Uma análise das implicações do fracasso do Acordo de Minsk II



Elisa Salaúde[1]

Introdução

O presente artigo constitui uma análise em volta do Acordo de Minsk II
assinado a 12 de Fevereiro de 2015 em Minsk - Bielorússia. Procura-se
estudar os principais pontos que dão corpo ao acordo, especificamente, o
cessar-fogo, o pull back de armas pesadas e o futuro das auto-proclamadas
repúblicas populares de Donetsk e Lugansk. A seguir, faz-se uma análise da
aplicabilidade do acordo recorrendo à correspondência entre o que foi
determinado e o que constitui realidade.

O Acordo de Minsk II foi assinado a 12 de Fevereiro de 2015 e surgiu no
âmbito do não cumprimento do anterior acordo, também assinado em Minsk a 5
de Setembro de 2014 e que não teve a sua implementação efectiva nos moldes
desejados pelos seus signatários bem como pela comunidade internacional. O
principal objectivo era a cessação das hostilidades no leste da Ucrânia,
bem como restaurar a estabilidade naquela região. Contudo, batalhas pela
ocupação do Aeroporto internacional de Donetsk e de outras áreas do leste
da Ucrânia estalaram, fazendo surgir acusações mútuas das partes
envolvidas.

Após meses de ataques sangrentos, surge a necessidade de se retornar às
negociações para pacificar a Ucrânia. Sob os auspícios da Organização para
a Segurança e Cooperação na Europa (OSCE), reuniram-se os líderes da
França, Rússia, Ucrânia, Alemanha e elementos da Resistência Armada Anti-
Kiev.
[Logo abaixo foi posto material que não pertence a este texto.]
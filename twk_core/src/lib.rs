//! This crate implements the core of tonnenwecker: it parses municipal waste
//! collection schedules (CSV export or iCalendar feed) into normalized pickup
//! events and creates one Todoist reminder task per reminder date.

pub use chrono;

pub mod schedule;
pub mod todoist;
Estavam em debate, principalmente, o cessar-fogo e a situação das
regiões de Donetsk e Lugansk.

A recorrência à um considerável número de recursos diplomáticos
caracterizou as negociações do Acordo de Minsk II, entre os quais, a
recorrente acção de retenção por parte dos líderes europeus que estavam
preocupados em evitar qualquer decisão dos Estados Unidos de fornecer
armamento à Ucrânia e também em prevenir o colapso do consenso da União
Europeia em relação às sanções adoptadas à Rússia (Crisis Group Europe;
2015: 3). Esperava-se, pois, que o Acordo de Minsk significasse um passo
importante para a restauração da paz e instabilidade na Ucrânia. Entretanto
mais uma vez registou-se o incumprimento do acordo.
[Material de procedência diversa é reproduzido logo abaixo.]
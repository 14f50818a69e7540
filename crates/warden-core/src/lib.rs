//! # warden-core
//!
//! The permission evaluation core of Warden.
//!
//! This crate provides:
//! - `Catalog`: validated permission definitions, indexed by id and by
//!   `(resource, action)`
//! - `RoleGraph`: role inheritance with cycle detection and copy-on-write edits
//! - `PermissionAggregator`: per-user effective permission sets, cached
//! - `PermissionEvaluator`: scope and condition checks, first match wins
//! - `AuthorizationEngine`: the snapshot owner that wires them together
//! - `AccessGuard` / `Guard`: the boolean façade used by routes and UI code
//!
//! ## Usage
//!
//! ```rust,ignore
//! use warden_core::{AuthorizationEngine, EngineConfig, traits::AccessGuard};
//!
//! let engine = AuthorizationEngine::from_records(&permissions, roles, EngineConfig::default())?;
//! let allowed = engine.guard(&user).has_permission("assessments:create", &ctx);
//! ```

pub mod aggregator;
pub mod catalog;
pub mod condition;
pub mod config;
pub mod engine;
pub mod evaluator;
pub mod guard;
pub mod role_graph;
pub mod snapshot;
pub mod traits;

pub use aggregator::{EffectivePermissions, PermissionAggregator};
pub use catalog::Catalog;
pub use config::{EngineConfig, InactiveRolePolicy};
pub use engine::{AuthorizationEngine, LoadReport};
pub use evaluator::PermissionEvaluator;
pub use guard::Guard;
pub use role_graph::{PermissionSet, RoleGraph};
pub use snapshot::PolicySnapshot;
pub use traits::AccessGuard;

#[cfg(test)]
mod tests {
    use std::collections::HashSet;

    use serde_json::json;

    use warden_contracts::{
        context::{PermissionContext, Target},
        decision::{DecisionReason, PermissionResult},
        permission::{PermissionRecord, Scope},
        role::Role,
        user::UserAuth,
    };

    use super::*;

    // ── Helpers ───────────────────────────────────────────────────────────────

    fn engine() -> AuthorizationEngine {
        AuthorizationEngine::from_records(
            &[
                PermissionRecord::new("dashboard:read"),
                PermissionRecord::new("reports:read").with_scope(Scope::Company),
                PermissionRecord::new("reports:export").with_scope(Scope::Company),
                PermissionRecord::new("assessments:update:own").with_scope(Scope::Own),
            ],
            vec![
                Role::new("viewer", "viewer").with_permissions(["dashboard:read", "reports:read"]),
                Role::new("role-7f3", "risk_manager")
                    .inheriting(["viewer"])
                    .with_permissions(["reports:export", "assessments:update:own"]),
            ],
            EngineConfig::default(),
        )
        .unwrap()
    }

    fn viewer() -> UserAuth {
        UserAuth::new("u-1", "acme").with_roles(["viewer"])
    }

    fn manager() -> UserAuth {
        UserAuth::new("u-2", "acme").with_roles(["role-7f3"])
    }

    fn acme() -> PermissionContext {
        PermissionContext::for_target(json!({ "companyId": "acme" }))
    }

    // ── 1. composites ─────────────────────────────────────────────────────────

    #[test]
    fn test_any_and_all_permissions() {
        let engine = engine();
        let user = viewer();
        let guard = engine.guard(&user);

        assert!(guard.has_any_permission(&["reports:export", "reports:read"], &acme()));
        assert!(!guard.has_any_permission(&["reports:export"], &acme()));
        assert!(!guard.has_any_permission(&[], &acme()));

        assert!(guard.has_all_permissions(&["dashboard:read", "reports:read"], &acme()));
        assert!(!guard.has_all_permissions(&["dashboard:read", "reports:export"], &acme()));
        assert!(guard.has_all_permissions(&[], &acme()));
    }

    /// A guard that counts calls, to observe short-circuiting through the
    /// default trait methods.
    struct Counting {
        allow: HashSet<&'static str>,
        calls: std::cell::Cell<usize>,
    }

    impl AccessGuard for Counting {
        fn has_permission(&self, permission_id: &str, _ctx: &PermissionContext) -> bool {
            self.calls.set(self.calls.get() + 1);
            self.allow.contains(permission_id)
        }

        fn can_access_resource(&self, _: &str, _: &str, _: Option<&Target>) -> PermissionResult {
            PermissionResult::no_matching_permission("test double")
        }

        fn has_role(&self, _name: &str) -> bool {
            false
        }
    }

    #[test]
    fn test_composites_short_circuit() {
        let guard = Counting {
            allow: HashSet::from(["a"]),
            calls: std::cell::Cell::new(0),
        };
        let ctx = PermissionContext::empty();

        assert!(guard.has_any_permission(&["a", "b", "c"], &ctx));
        assert_eq!(guard.calls.get(), 1);

        guard.calls.set(0);
        assert!(!guard.has_all_permissions(&["b", "a", "c"], &ctx));
        assert_eq!(guard.calls.get(), 1);
    }

    // ── 2. roles ──────────────────────────────────────────────────────────────

    /// `has_role` accepts the role id or its display name.
    #[test]
    fn test_has_role_by_id_or_name() {
        let engine = engine();
        let user = manager();
        let guard = engine.guard(&user);
        assert!(guard.has_role("role-7f3"));
        assert!(guard.has_role("risk_manager"));
        // Membership is literal: inherited roles are not reported.
        assert!(!guard.has_role("viewer"));
        assert!(guard.has_any_role(&["admin", "risk_manager"]));
        assert!(!guard.has_any_role(&[]));

        // Plain membership: an assigned id counts even if the snapshot does
        // not define it.
        let ghost = UserAuth::new("u-3", "acme").with_roles(["retired_role"]);
        assert!(ghost.has_role_id(&"retired_role".into()));
        assert!(engine.guard(&ghost).has_role("retired_role"));
        assert!(!engine.guard(&ghost).has_permission("dashboard:read", &acme()));
    }

    // ── 3. guard pinning ──────────────────────────────────────────────────────

    #[test]
    fn test_guard_reports_reasons_and_ids() {
        let engine = engine();
        let user = manager();
        let guard = engine.guard(&user);

        let ids: Vec<String> = guard.permission_ids().iter().map(|p| p.to_string()).collect();
        assert_eq!(
            ids,
            vec!["dashboard:read", "reports:read", "reports:export", "assessments:update:own"]
        );

        let mine = Target::new(json!({ "ownerId": "u-2" }));
        assert!(guard.can_access_resource("assessments", "update", Some(&mine)).allowed);

        let theirs = Target::new(json!({ "ownerId": "u-9" }));
        let denied = guard.can_access_resource("assessments", "update", Some(&theirs));
        assert_eq!(denied.reason, DecisionReason::ScopeOrConditionFailed);
        assert_eq!(denied.public_message(), "not authorized");

        let checked = guard.check_permission("reports:export", &PermissionContext::empty());
        assert!(!checked.allowed);
    }

    /// A guard keeps the snapshot it was created with.
    #[test]
    fn test_guard_is_pinned_to_its_snapshot() {
        let engine = engine();
        let user = viewer();
        let guard = engine.guard(&user);

        engine.reload(&[], Vec::new()).unwrap();

        assert!(guard.has_permission("dashboard:read", &acme()));
        assert!(!engine.guard(&user).has_permission("dashboard:read", &acme()));
    }
}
O Cessar-fogo e o pull-back de armas pesadas

O ponto central para o Acordo de Minsk II foi o cessar-fogo que devia ser
seguido de um pull-back de armas pesadas e servir de prelúdio de consultas
políticas entre as partes envolvidas. Em relação à retirada das armas
pesadas, em concordância com o texto integral do acordo nos seus pontos 2,3
e 4, esta devia ser iniciada a partir do segundo dia depois do cessar-fogo
e terminar em catorze dias sendo assistida pela OSCE com o Grupo de
Contacto Trilateral. Adicionalmente, no primeiro dia depois de iniciado o
cumprimento do pull-back o governo ucraniano e a liderança dos grupos
separatistas deviam iniciar um diálogo sobre questões políticas[2].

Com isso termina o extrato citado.